Many Batwa women would go to traditional birth attendants (TBAs) for delivery. With sensitisation by the hospital, they slowly took up use of modern medicine.
Lydia Kidandali, 25, a mother of two, says many Batwa lost their babies because of wrong advice.
“We used to be delivered of children from home and there would be an old woman (traditional birth attendant) who would tell us to push. On my first time to push, at the point the baby was about to be born, I closed my legs because I felt a lot of pain, so the baby died. Many other women have lost their babies in the same way,” she recalls.
In hospital, she says, there are several benefits because the doctors help in the handling of the baby so that even when the parents are HIV positive, they are able to give birth to HIV negative babies. She takes her ARVs religiously and uses Injecta Plan for family planning.
Adherence to HIV drugs, according to Sr Kato is poor among the communities because they do not understand the importance of taking the medicine consistently. Also, the medication is strong yet they do not get enough food to eat since they have no land to cultivate.
“I am HIV positive but my two children are negative. I was delivered of the first child normally but got complications with the second one and opted for caesarian section birth.
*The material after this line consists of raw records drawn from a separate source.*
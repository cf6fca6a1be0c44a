//! # New-Scope Batch
//!
//! Scope, session and record writes for one onboarded asset, optionally
//! preceded by the specification writes they reference.

use crate::algorithms::specifications::{
    default_record_specification, record_process, specification_writes,
};
use crate::domain::{
    AssetClass, GraphError, NewScopeRequest, SpecPublication, SpecificationDefaults,
    INITIAL_AUDIT_VERSION,
};
use ao_01_metadata_address::{AddressKind, MetadataAddress};
use shared_types::{
    AuditFields, MsgWriteRecord, MsgWriteScope, MsgWriteSession, Party, Record, RecordInput,
    RecordInputStatus, RecordOutput, RecordSpecification, ResultStatus, Scope, Session,
    WriteOperation,
};
use std::collections::BTreeSet;
use uuid::Uuid;

/// Build the write operations for a new scope with session `session_id`.
///
/// Emits `[CS, SS,] scope, session, [RS,] record`. The bracketed writes are
/// present only under `PublishDefaults` when the request carries no explicit
/// specification address.
pub fn build_new_scope_batch(
    request: &NewScopeRequest,
    defaults: &SpecificationDefaults,
    publication: SpecPublication,
    session_id: Uuid,
) -> Result<Vec<WriteOperation>, GraphError> {
    let owner = request.owner_address.as_str();
    if owner.trim().is_empty() {
        return Err(GraphError::EmptyOwner);
    }

    let scope_spec = match &request.scope_spec_address {
        Some(address) => address.clone(),
        None => defaults.scope_spec_address(),
    };
    scope_spec.expect_kind(AddressKind::ScopeSpecification)?;
    let contract_spec = match &request.contract_spec_address {
        Some(address) => address.clone(),
        None => defaults.contract_spec_address(),
    };
    contract_spec.expect_kind(AddressKind::ContractSpecification)?;
    let contract_spec_uuid = contract_spec.primary_uuid();
    let scope_spec_uuid = scope_spec.primary_uuid();

    let record_spec = match &request.record_specification {
        Some(spec) => spec.clone(),
        None => default_record_specification(request.asset_class, contract_spec_uuid)?,
    };

    let publish = publication == SpecPublication::PublishDefaults
        && !request.has_explicit_specifications();
    let signers = vec![owner.to_string()];
    let owners = vec![Party::owner(owner)];
    let session_address = MetadataAddress::for_session(request.scope_id, session_id);

    let mut data_access = BTreeSet::from([owner.to_string()]);
    data_access.extend(request.additional_audiences.iter().cloned());

    let scope_write = MsgWriteScope {
        scope: Scope {
            scope_id: MetadataAddress::for_scope(request.scope_id),
            specification_id: scope_spec,
            owners: owners.clone(),
            data_access,
            value_owner_address: owner.to_string(),
        },
        signers: signers.clone(),
        scope_uuid: request.scope_id,
        spec_uuid: scope_spec_uuid,
    };

    let session_write = MsgWriteSession {
        session: Session {
            session_id: session_address.clone(),
            specification_id: contract_spec,
            parties: owners.clone(),
            name: record_spec.name.clone(),
            audit: AuditFields {
                created_by: owner.to_string(),
                updated_by: owner.to_string(),
                version: INITIAL_AUDIT_VERSION,
                message: String::new(),
            },
        },
        signers: signers.clone(),
        scope_uuid: request.scope_id,
        session_uuid: session_id,
    };

    let record_write = MsgWriteRecord {
        record: build_record(
            request.asset_class,
            &record_spec,
            session_address,
            &request.content_hash.to_string(),
            contract_spec_uuid,
        )?,
        signers: signers.clone(),
        parties: owners,
        contract_spec_uuid,
    };

    let mut operations = Vec::with_capacity(if publish { 6 } else { 3 });
    if publish {
        let [contract_spec_write, scope_spec_write, record_spec_write] =
            specification_writes(
                owner,
                request.asset_class,
                contract_spec_uuid,
                scope_spec_uuid,
                record_spec,
            );
        operations.push(contract_spec_write);
        operations.push(scope_spec_write);
        operations.push(scope_write.into());
        operations.push(session_write.into());
        operations.push(record_spec_write);
    } else {
        operations.push(scope_write.into());
        operations.push(session_write.into());
    }
    operations.push(record_write.into());
    Ok(operations)
}

/// One input/output pair per declared input; only the class hash input
/// carries the content hash.
fn build_record(
    asset_class: AssetClass,
    spec: &RecordSpecification,
    session_id: MetadataAddress,
    content_hash: &str,
    contract_spec_uuid: Uuid,
) -> Result<Record, GraphError> {
    let (inputs, outputs): (Vec<RecordInput>, Vec<RecordOutput>) = spec
        .inputs
        .iter()
        .map(|input| {
            let hash = if input.name == asset_class.hash_input() {
                content_hash.to_string()
            } else {
                String::new()
            };
            (
                RecordInput {
                    name: input.name.clone(),
                    type_name: input.type_name.clone(),
                    hash: hash.clone(),
                    status: RecordInputStatus::Proposed,
                },
                RecordOutput {
                    hash,
                    status: ResultStatus::Pass,
                },
            )
        })
        .unzip();

    Ok(Record {
        name: spec.name.clone(),
        session_id,
        process: record_process(asset_class),
        inputs,
        outputs,
        specification_id: MetadataAddress::for_record_specification(
            contract_spec_uuid,
            &spec.name,
        )?,
    })
}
Had I stayed home, I would have died. My husband and I take our ARVs on time and come to hospital for antenatal visits together,” says Kidandali.
The nomadic nature of the Batwa people also makes follow-up difficult. Kato says more women seek medical care and have a higher adherence rate to the drugs.
“When they take the ARVs, they become weak because they do not have enough food. After the reaction, they do not take them again and this affects their adherence to drugs,” she says.
With the inception of the UOBDU, the Batwa community was able to get funding from Care Uganda and Sustain for Life. The organisation uses the funds to help the community get medical care.
“When we get a donor, we ask them to directly contact the hospital so that when they run out of money the donor is notified. When the Batwa people go there, they receive free treatment. This programme has been running for some time now but the funds are almost finished, so we do not know what the next step is,” Henry Neza, the capacity building director at UOBDU says.
Much as the hospital has been very helpful, many of them fear because the Batwa programme will soon come to an end. “We don’t know where we shall go thereafter,” says Kaben.
In Kisoro Town, you can see many of the Batwa moving around in groups playing musical instruments as well as singing. And whoever feels entertained, gives them some money.